Des Imagistes: An Anthology
- Editor: Ezra Pound
- Subject: Imagism
- Publisher: The Glebe; Charles and Albert Boni; Poetry Bookshop
- Publication date: February 1914
- Publication place: United States

= Des Imagistes =

Book edited by Ezra Pound

Des Imagistes: An Anthology, edited by Ezra Pound and published in 1914, was the first anthology of the Imagism movement. It was published in The Glebe in February 1914, and later that year as a book by Charles and Albert Boni in New York, and Harold Monro's Poetry Bookshop in London.

The eleven authors featured were: Richard Aldington, Skipwith Cannell, John Cournos, H. D., F. S. Flint, Ford Madox Ford, James Joyce, Amy Lowell, Ezra Pound, Allen Upward, and William Carlos Williams.

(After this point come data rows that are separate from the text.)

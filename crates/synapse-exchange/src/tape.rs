// SPDX-License-Identifier: MIT OR Apache-2.0
//! Broadcast-based tape distribution for the observer stream (§4.7, §6).

use synapse_core::TapeEvent;
use tokio::sync::broadcast;

const DEFAULT_CAPACITY: usize = 1024;

/// Fans out every tape event to any number of observer subscribers.
///
/// Mirrors the teacher's broadcast-channel event bus: a lagging or absent
/// subscriber never blocks the exchange, it simply misses events (and a
/// fresh subscriber is caught up via the `/observer` snapshot first).
pub struct TapeBus {
    tx: broadcast::Sender<TapeEvent>,
}

impl TapeBus {
    /// Create a tape bus with the default channel capacity.
    #[must_use]
    pub fn new() -> Self {
        let (tx, _) = broadcast::channel(DEFAULT_CAPACITY);
        Self { tx }
    }

    /// Subscribe to future tape events.
    #[must_use]
    pub fn subscribe(&self) -> broadcast::Receiver<TapeEvent> {
        self.tx.subscribe()
    }

    /// Publish a tape event to all current subscribers.
    ///
    /// Delivery is best-effort: an event published with no subscribers is
    /// silently dropped, matching the observer stream's "subscribe to see
    /// what happens next" contract.
    pub fn publish(&self, event: TapeEvent) {
        let _ = self.tx.send(event);
    }
}

impl Default for TapeBus {
    fn default() -> Self {
        Self::new()
    }
}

Aldington later wrote regarding the title: "What Ezra thought that meant remains a mystery, unless the word "Anthologie" was assumed to precede it. Amy Lowell's anthologies were called Some Imagist Poets, so she may have supposed that Ezra thought Des Imagistes meant 'Quelques Imagistes.' But why a French title for a collection of poems by a bunch of young American and English authors? Search me. Ezra liked foreign titles."